Taking A Look Back
It is predictable. Their noses wrinkle at the thought of it. Any time I mention the subject, the faces of the high school students in my “Local History” class show that they find the idea repulsive, distasteful, probably unsanitary, and definitely passe.
What evokes this disgusted response from the modern teenager? Why, the thought of swimming in the Monongahela River.
The present swimming pool generation invariably reacts this way when I say to them, usually with a faraway look in my eye, “I can remember swimming in the Monongahela River as a boy.” I then wax poetic about the broad beaches that once graced the river’s banks, about riding the “waves” from the paddlewheelers, about watching bravehearts swim across the river and back.
You have seen those news programs where the host asks questions of several guests who appear on a split screen, live from whatever different cities they happen to be in. This column is a print version of that media technology. I recently asked a few folks to tell me what they remember about those days, and what follows is a conversation of sorts. The people in this “conversation” now live all over the country, and they all correspond with me via letter or email.
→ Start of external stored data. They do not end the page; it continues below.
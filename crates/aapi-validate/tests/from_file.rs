//! Resolving documents from disk.

mod common;

use aapi_validate::{ResolveError, ValidateError};
use common::*;

#[tokio::test]
async fn parses_every_valid_fixture() {
    for name in VALID_FIXTURES {
        let validator = aapi_validate::from_file(fixture(name)).await;
        assert!(validator.is_ok(), "{name}: {:?}", validator.err());
    }
}

#[tokio::test]
async fn invalid_documents_have_governance_issues() {
    for name in INVALID_FIXTURES {
        let err = aapi_validate::from_file(fixture(name)).await.unwrap_err();
        assert_eq!(
            err.to_string(),
            "Your schema and/or referenced documents have governance issues.",
            "{name}"
        );
        assert!(!err.diagnostics().is_empty());
    }
}

#[tokio::test]
async fn missing_file_is_raw_io_error() {
    let path = fixture("not-existing-schema.yaml");
    let err = aapi_validate::from_file(&path).await.unwrap_err();
    match err {
        ResolveError::Io(io) => assert_eq!(io.kind(), std::io::ErrorKind::NotFound),
        other => panic!("expected Io, got {other:?}"),
    }
}

#[tokio::test]
async fn validates_a_conforming_payload() {
    for name in VALID_FIXTURES {
        let validator = aapi_validate::from_file(fixture(name)).await.unwrap();
        assert!(
            validator.validate("lightMeasured", &valid_light_payload()).unwrap(),
            "{name}"
        );
    }
}

#[tokio::test]
async fn rejects_a_negative_lumens_payload() {
    for name in VALID_FIXTURES {
        let validator = aapi_validate::from_file(fixture(name)).await.unwrap();
        let err = validator
            .validate("lightMeasured", &negative_light_payload())
            .unwrap_err();
        assert_eq!(err.to_string(), "data/lumens must be >= 0", "{name}");
        match err {
            ValidateError::Invalid { key, errors, .. } => {
                assert_eq!(key, "lightMeasured");
                assert_eq!(errors.len(), 1);
                assert_eq!(errors[0].instance_path, "/lumens");
                assert_eq!(errors[0].keyword, "minimum");
            }
            other => panic!("expected Invalid, got {other:?}"),
        }
    }
}

#[tokio::test]
async fn unknown_key_is_a_lookup_failure() {
    for name in VALID_FIXTURES {
        let validator = aapi_validate::from_file(fixture(name)).await.unwrap();
        let err = validator
            .validate("wrong-key", &valid_light_payload())
            .unwrap_err();
        assert!(matches!(err, ValidateError::MessageNotFound { .. }), "{name}");
        assert_eq!(err.to_string(), "No messages found for the given key");
    }
}

#[tokio::test]
async fn openapi_payloads_are_converted() {
    let validator = aapi_validate::from_file(fixture("openapi-payload-2.6.0.yaml"))
        .await
        .unwrap();
    let ok = serde_json::json!({"displayName": null, "email": "alice@example.com"});
    assert!(validator.validate("user.signedup", &ok).unwrap());
    assert!(validator.validate("UserSignedUp", &ok).unwrap());

    let err = validator
        .validate("user.signedup", &serde_json::json!({"email": "not-an-email"}))
        .unwrap_err();
    assert_eq!(err.to_string(), "data/email must match format \"email\"");
}

#[tokio::test]
async fn openapi_exclusive_bounds_are_enforced() {
    let validator = aapi_validate::from_file(fixture("openapi-payload-2.6.0.yaml"))
        .await
        .unwrap();
    assert!(validator
        .validate("light.reading", &serde_json::json!({"lumens": 1}))
        .unwrap());
    assert!(validator
        .validate("light.reading", &serde_json::json!({"lumens": 100000}))
        .unwrap());

    let err = validator
        .validate("light.reading", &serde_json::json!({"lumens": 0}))
        .unwrap_err();
    assert_eq!(err.to_string(), "data/lumens must be > 0");
}
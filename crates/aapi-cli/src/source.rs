//! # Document Source Arguments
//!
//! `--file` / `--url` selection shared by every subcommand, and the
//! rendering of resolution failures.

use std::path::PathBuf;

use aapi_parser::{Diagnostic, FetchConfig, ParserOptions, RulesetConfig};
use aapi_validate::{MessageValidator, ResolveError, Resolver};
use clap::Args;
use serde::Serialize;

/// Where to read the AsyncAPI document from.
#[derive(Args, Debug, Clone)]
#[group(required = true, multiple = false)]
pub struct SourceArgs {
    /// AsyncAPI document on disk (YAML or JSON).
    #[arg(long, value_name = "PATH")]
    pub file: Option<PathBuf>,

    /// AsyncAPI document URL (http, https or file).
    #[arg(long, value_name = "URL")]
    pub url: Option<String>,
}

/// Parser settings exposed on the command line.
#[derive(Args, Debug, Clone, Default)]
pub struct RulesetArgs {
    /// Also run the recommended rules and report their warnings.
    #[arg(long)]
    pub recommended: bool,
}

impl RulesetArgs {
    pub fn parser_options(&self) -> ParserOptions {
        ParserOptions {
            ruleset: RulesetConfig {
                core: true,
                recommended: self.recommended,
            },
            ..ParserOptions::default()
        }
    }
}

impl SourceArgs {
    /// Resolve the selected document.
    pub async fn resolve(&self, rules: &RulesetArgs) -> Result<MessageValidator, ResolveError> {
        let resolver = Resolver::new(rules.parser_options(), &FetchConfig::from_env())?;
        match (&self.file, &self.url) {
            (Some(path), _) => resolver.resolve_file(path).await,
            (None, Some(url)) => resolver.resolve_url(url).await,
            (None, None) => Err(ResolveError::Io(std::io::Error::new(
                std::io::ErrorKind::InvalidInput,
                "either --file or --url is required",
            ))),
        }
    }

    /// Human-readable description of the source, for log lines.
    pub fn describe(&self) -> String {
        match (&self.file, &self.url) {
            (Some(path), _) => path.display().to_string(),
            (None, Some(url)) => url.clone(),
            (None, None) => "<none>".to_string(),
        }
    }
}

/// A document the parser refused, with everything it found.
#[derive(Debug, Clone, Serialize)]
pub struct Rejection {
    pub error: String,
    pub diagnostics: Vec<Diagnostic>,
}

/// Split resolution failures into rejections (exit 1) and operational
/// errors (exit 2).
pub fn rejection(err: ResolveError) -> anyhow::Result<Rejection> {
    match err {
        ResolveError::NotAsyncApi { .. } | ResolveError::Governance { .. } => Ok(Rejection {
            error: err.to_string(),
            diagnostics: err.diagnostics().to_vec(),
        }),
        other => Err(anyhow::Error::new(other).context("failed to read AsyncAPI document")),
    }
}

impl Rejection {
    pub fn print_text(&self) {
        println!("REJECTED: {}", self.error);
        for diagnostic in &self.diagnostics {
            println!("  {diagnostic}");
        }
    }
}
What do they have in common? They all grew up around Brownsville or West Brownsville, and they shared with me wonderful memories of swimming in the Monongahela River — memories spanning the decades from the 1930s to the 1960s. Our “panelists” include Shirley Beck Johnson (Pittsburgh); Beverly Reese Ahmadian (Brownsville); Richard “Corky” Reese (Heath, OH); Lou Roberts (Stamford, CT); Marilu Stapleton Coppinger (Phoenix, AZ); DuWayne Swoger (Brownsville); and Hannah Millward Fisher (Tucson, AZ).
In their youth, they all swam in the waters of the mighty Mon. Years ago there were popular swimming beaches on both sides of the river at West Brownsville and Brownsville, and each had a devoted clientele. West Brownsville native Beverly Reese Ahmadian described one of the most popular spots.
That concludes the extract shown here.